This Week in Food History – 11/13/2017

Raisin Bread is another tasty food to celebrate throughout November. “Bread may not always nourish us; but it always does us good,” said Henry David Thoreau. Indeed, we know from his journals and diaries that he spent long hours concocting bread recipes using techniques from a wide spectrum of sources, from the Romans to the Native Tribes. “Thoreau’s tiny cabin was an early version of America’s Test Kitchen,” observes the author of Paper & Salt, a delicious food Blog we stumbled upon while researching this week’s series. In fact, some believe Thoreau may have invented Raisin Bread. An article titled, “Henry David Thoreau’s Hazelnut Raisin Bread” concludes with the recipe. We know you’re curious. Indulge. Here’s the LINK… and do come back!

Meanwhile, here are this week’s food & beverage highlights… 

November 13 is National Indian Pudding Day – America’s Native Indians did not use molasses or milk, the two chief ingredients in what we call “Indian Pudding.” However, they made a mixture of cornmeal mixed with wild berries and possibly maple syrup. Recipes for “Hasty Pudding,” a mixture of gruel, molasses and milk, begin to appear in print in England in the late 16th century. “Indian Pudding,” the name given by New England colonists, first appears in American cookbooks in the 1790’s. Virginians were the first to use cornmeal to concoct their own version of the beloved English pudding. Spices and dried fruit were added over time.

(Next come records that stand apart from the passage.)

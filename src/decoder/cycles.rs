use crate::{tags::IfdPointer, TiffError, TiffFormatError};
use std::collections::HashMap;

/// The IFD structure of a TIFF file should be limited to a forest of entries, and a tree when we
/// only consider having a primary IFD and its children. There is up to one primary child of a node
/// that is the `next` entry in an IFD itself. Since we offer iteration over this chain we want to
/// detect when a new edge would introduce a cycle, such that callers can be guaranteed to
/// terminate iteration at some point even in malicious images.
///
/// However, we are not necessarily visiting the IFDs in their topological order.
///
/// Since we only consider one child, we run union find to assign each pointer to a known chain.
/// Then, when we insert a new edge we check if they belong to the same component.
#[derive(Default, Debug)]
pub struct IfdCycles {
    /// The root of each component union.
    component_union: HashMap<ComponentId, ComponentId>,
    links: HashMap<IfdPointer, u64>,
    chains: HashMap<IfdPointer, ComponentId>,
}

#[derive(Clone, Copy, Debug, PartialEq, Eq, Hash)]
struct ComponentId(u64);

impl IfdCycles {
    pub fn new() -> Self {
        IfdCycles::default()
    }

    pub fn insert_next(
        &mut self,
        from: IfdPointer,
        to: Option<IfdPointer>,
    ) -> Result<bool, TiffError> {
        let to_offset = to.map_or(0, |p| p.0);

        // For some reason we got
        match self.links.get(&from) {
            Some(existing) if *existing == to_offset => return Ok(false),
            // We got here twice with two different reads of the same IFD. That is .. unusual and
            // we interpret it as a cycle.
            Some(_) => return Err(TiffError::FormatError(TiffFormatError::CycleInOffsets)),
            None => self.links.insert(from, to_offset),
        };

        self.ensure_node(from);

        if let Some(to) = to {
            self.ensure_node(to);

            let parent = self.nominal_component(from);
            let child = self.nominal_component(to);

            if parent == child {
                return Err(TiffError::FormatError(TiffFormatError::CycleInOffsets));
            }

            self.component_union.insert(child, parent);
        }

        Ok(true)
    }

    fn ensure_node(&mut self, ifd: IfdPointer) {
        self.chains.entry(ifd).or_insert_with(|| {
            let id = ComponentId(self.component_union.len() as u64);
            self.component_union.insert(id, id);
            id
        });
    }

    fn nominal_component(&mut self, node: IfdPointer) -> ComponentId {
        let id = self.chains[&node];

        let nomimal = {
            let mut iter = id;

            loop {
                let parent = self.component_union[&iter];

                if parent == iter {
                    break parent;
                }

                iter = parent;
            }
        };

        if nomimal != id {
            // Compress.
            let mut iter = id;

            loop {
                let parent = self.component_union[&iter];

                if parent == iter {
                    break;
                }

                self.component_union.insert(iter, nomimal);
                iter = parent;
            }
        }

        nomimal
    }
}

#[test]
fn cycles_are_detected() {
    let mut cycles = IfdCycles::new();

    cycles
        .insert_next(IfdPointer(0x20), Some(IfdPointer(0x800)))
        .expect("non-existing link is valid");

    cycles
        .insert_next(IfdPointer(0x800), Some(IfdPointer(0x20)))
        .expect_err("cycle must be detected");
}

#[test]
fn reflective_cycle() {
    let mut cycles = IfdCycles::new();

    cycles
        .insert_next(IfdPointer(0x20), Some(IfdPointer(0x20)))
        .expect_err("self-referential cycle must be detected");
}

#[test]
fn late_cycle() {
    let mut cycles = IfdCycles::new();

    cycles
        .insert_next(IfdPointer(0x20), Some(IfdPointer(0x40)))
        .expect("non-existing link is valid");

    cycles
        .insert_next(IfdPointer(0x60), Some(IfdPointer(0x80)))
        .expect("non-existing link is valid");
    cycles
        .insert_next(IfdPointer(0x80), Some(IfdPointer(0x20)))
        .expect("non-existing link is valid");

    cycles
        .insert_next(IfdPointer(0x40), Some(IfdPointer(0x60)))
        .expect_err("non-existing link is valid");
}

#[test]
fn odd_cycle() {
    let mut cycles = IfdCycles::new();

    cycles
        .insert_next(IfdPointer(0x20), Some(IfdPointer(0x40)))
        .expect("non-existing link is valid");

    cycles
        .insert_next(IfdPointer(0x60), Some(IfdPointer(0x80)))
        .expect("non-existing link is valid");
    cycles
        .insert_next(IfdPointer(0x80), Some(IfdPointer(0x20)))
        .expect("non-existing link is valid");

    cycles
        .insert_next(IfdPointer(0x40), Some(IfdPointer(0x80)))
        .expect_err("non-existing link is valid");
}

November 14 is National Spicy Guacamole Day – The Spaniards were introduced to avocado in Mexico in the 1500’s. The people of Central America had been consuming it since at least 3,000 BC. They believed avocado to be an aphrodisiac. Science does not support this claim. However, the avocado truly is a powerful fruit, containing 20 minerals and vitamins, 60% more potassium than bananas and at least three times more protein than any other fruit. They’re also loaded with healthy fats. Guacamole comes to us from ahuaca-hulli, an ancient traditional Aztec mashed avocado and onion sauce. The first avocado tree to be cultivated in California was planted there in 1871.

November 15 is National Raisin Bran Cereal Day – Breakfast cereal is an early 20th-century American invention. It was first intended as a digestive aid, later becoming a sugary snack before being praised as a health food. The Kellogg Brothers are credited with creating the first flake cereal in 1906. We still know that one as “Corn Flakes.” Lloyd Skinner, of US Mills, was the first person to add dried fruit to ready-to-eat cereal flakes. It is said he had the idea upon observing his wife garnish her cereal with raisins. His product was marketed as “Skinner’s Raisin Brand.”

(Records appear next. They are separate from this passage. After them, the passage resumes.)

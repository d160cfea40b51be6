use crate::tags::CompressionMethod;
use std::io::{self, Write};

#[cfg(feature = "deflate")]
mod deflate;
#[cfg(feature = "lzw")]
mod lzw;
mod packbits;
mod uncompressed;

#[cfg(feature = "deflate")]
pub use self::deflate::{Deflate, DeflateLevel};

#[cfg(feature = "lzw")]
pub use self::lzw::Lzw;

pub use self::packbits::Packbits;
pub use self::uncompressed::Uncompressed;

/// An algorithm used for compression
pub trait CompressionAlgorithm {
    /// The algorithm writes data directly into the writer.
    /// It returns the total number of bytes written.
    fn write_to<W: Write>(&mut self, writer: &mut W, bytes: &[u8]) -> Result<u64, io::Error>;
}

/// An algorithm used for compression with associated enums and optional configurations.
pub trait Compression: CompressionAlgorithm {
    /// The corresponding tag to the algorithm.
    const COMPRESSION_METHOD: CompressionMethod;

    /// Method to optain a type that can store each variant of comression algorithm.
    fn get_algorithm(&self) -> Compressor;
}

/// An enum to store each compression algorithm.
#[non_exhaustive]
pub enum Compressor {
    Uncompressed(Uncompressed),
    #[cfg(feature = "lzw")]
    Lzw(Lzw),
    #[cfg(feature = "deflate")]
    Deflate(Deflate),
    Packbits(Packbits),
}

impl Default for Compressor {
    /// The default compression strategy does not apply any compression.
    fn default() -> Self {
        Compressor::Uncompressed(Uncompressed)
    }
}

impl CompressionAlgorithm for Compressor {
    fn write_to<W: Write>(&mut self, writer: &mut W, bytes: &[u8]) -> Result<u64, io::Error> {
        match self {
            Compressor::Uncompressed(algorithm) => algorithm.write_to(writer, bytes),
            #[cfg(feature = "lzw")]
            Compressor::Lzw(algorithm) => algorithm.write_to(writer, bytes),
            #[cfg(feature = "deflate")]
            Compressor::Deflate(algorithm) => algorithm.write_to(writer, bytes),
            Compressor::Packbits(algorithm) => algorithm.write_to(writer, bytes),
        }
    }
}

#[cfg(test)]
mod tests {
    pub const TEST_DATA: &[u8] = b"This is a string for checking various compression algorithms.";
}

November 16 is National Fast Food Day – You’d think the Romans had nothing to do with Fast Food, but that is not the case. They thought of it first. The roadside eatery, diner or to-go shop was known as “Thermopolium” in their time, meaning “a place where something hot is sold.” The Industrial Revolution (1760 – 1840) was the backdrop to the concept of convenient, ready-to-eat foods; the drive-in was a direct by-product of the car. People on the go, namely, the working class, inspired the Fast Food concept. New York Reporter George G. Foster coined the phrase, “Fast Food” in 1848. It became popular during the advent of chain restaurants in the 1960’s.

November 17 is Homemade Bread Day – What say you to a bit of Bread and Cheese Pairing inspiration for the occasion? No worries if you don’t have time to bake; we do. You can find our breads on any of the 158 MAIN MENUS. Now, picture if you will…

  • Cinnamon Raisin – Havarti
  • Honey Oat – Provolone
  • Maple Wheat – Blue Cheese
  • Multi Grain – Brie
  • Rye Bread – Swiss Cheese
  • Wheat Bread – Gouda
  • White Bread – Monterey Jack
  • Baguette – Why, Mozzarella of course!

November 18 is National Vichyssoise Day – King Louis XV (18th-century France) may have inspired the art of the cold soup, but Vichyssoise is a New York invention. The King loved potato soup, but he was so worried about being poisoned (a reasonable fear then) that his soup was cold by the time servants had taken turns tasting it; or so the story goes. But he loved it just the same. Fast forward to New York City, 1917. Ritz Carlton Chef Louis Diat created the cold leek and potato soup as a refreshing dish to serve during the hot summer months. He named it in honor of the fine cuisine served in Vichy, near his boyhood home, in France.

November 19 is Carbonated Beverage with Caffeine Day – 1780’s: German-Swiss jeweler Jacob Schweppe (rings a bell?) produces the first aerated water. 1807: The first flavored carbonated drinks are produced in the United States. Flavor was not added solely for enjoyable taste; it was meant to supplement the mineral water’s curative qualities. Caffeine was a natural by-product of the kola nut extract originally used in the manufacturing of commercial carbonated beverages. Over time, it became a substitute for the nut itself. In fact, caffeine contributes to a soda’s distinctive taste more than any other flavor added to it.